To improve connections, transport must shift from the road to the railway tracks by increasing high-speed train services, as well as ferries, thus curbing CO2 emissions. High-speed sea connections to and from Naples, Civitavecchia, Livorno and other key mainland ports should also be increased.

READ ALSO: Yes, train travel across Europe is far better than flying – even with kids

The Messina bridge, which I seriously doubt will be built during this government’s five-year legislature, would just end up increasing road traffic. Locals and tourists in Calabria will be tempted to drive their car or motorino just three kilometers to grab a cassata cake in Messina. 

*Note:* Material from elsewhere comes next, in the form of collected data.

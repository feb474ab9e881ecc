use archive_models::contact::ContactSubmission;
use serde::Deserialize;

/// Body of a contact form submission.
///
/// Missing or `null` fields are accepted here and rejected by the
/// validation of [`ContactSubmission`].
#[derive(Debug, Clone, Default, Deserialize)]
#[serde(rename_all = "camelCase")]
pub struct ApiContactSubmission {
    /// Email address of the sender
    pub email: Option<String>,
    pub sender_name: Option<String>,
    pub relationship: Option<String>,
    pub related: Option<String>,
    pub message: Option<String>,
    /// Page the contact form was opened from
    pub page: Option<String>,
}

impl From<ApiContactSubmission> for ContactSubmission {
    fn from(value: ApiContactSubmission) -> Self {
        Self {
            sender_email: value.email.unwrap_or_default(),
            sender_name: value.sender_name.unwrap_or_default(),
            relationship: value.relationship.unwrap_or_default(),
            related: value.related.unwrap_or_default(),
            message: value.message.unwrap_or_default(),
            page: value.page,
        }
    }
}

However, the real issue is not getting to and from Sicily, but getting around Sicily once you land there.

I had the chance to meet several Sicilian commuters who travel almost daily from a rural village to Rome, Naples or Milan for meetings. They wake up at three in the morning and return home at 11pm, up to four times a week. 

Island train and bus connections are rather poor so the car is their best option to get to the airport. However, bar the main highways, most Sicilian roads are a work-in-progress or in bad condition.

You never know where a Sicilian road trip might take you. Photo: Silvia Marchetti

I happened to experience an ‘adventurous’ road trip once from Catania airport to a tiny village in the province of Caltanissetta. According to the satellite map it was meant to take roughly two hours, but it turned out to be five, and I literally found myself in the middle of the countryside surrounded by sheep and ravines. Not quite the idyll I had dreamt.

Some highways were shut due to maintenance so I had to cut across unpaved rural roads without street lights, or deviate elsewhere which lengthened my trip (ravenous, I took five minutes to stop for a quick cannolo on the way).

It all depends on what degree of adventure travelers are seeking. Distances seem shorter for some foreigners than they do to Italians. Americans in particular and others from non-European Union countries are excited to drive from Milan to Sicily, for they can catch a glimpse of Italy in its entirety, or tour Sicily’s main archaeological sites in eight hours.

But many others I know, because of the poor state of Sicilian roads and regional connections, prefer to fly in and rent cars with drivers to take them to their destinations. 

The future of Sicily’s transport connections must be affordable and more frequent flights, high-speed railways and eco-friendly boats. Not new bridges and even more cars on the road.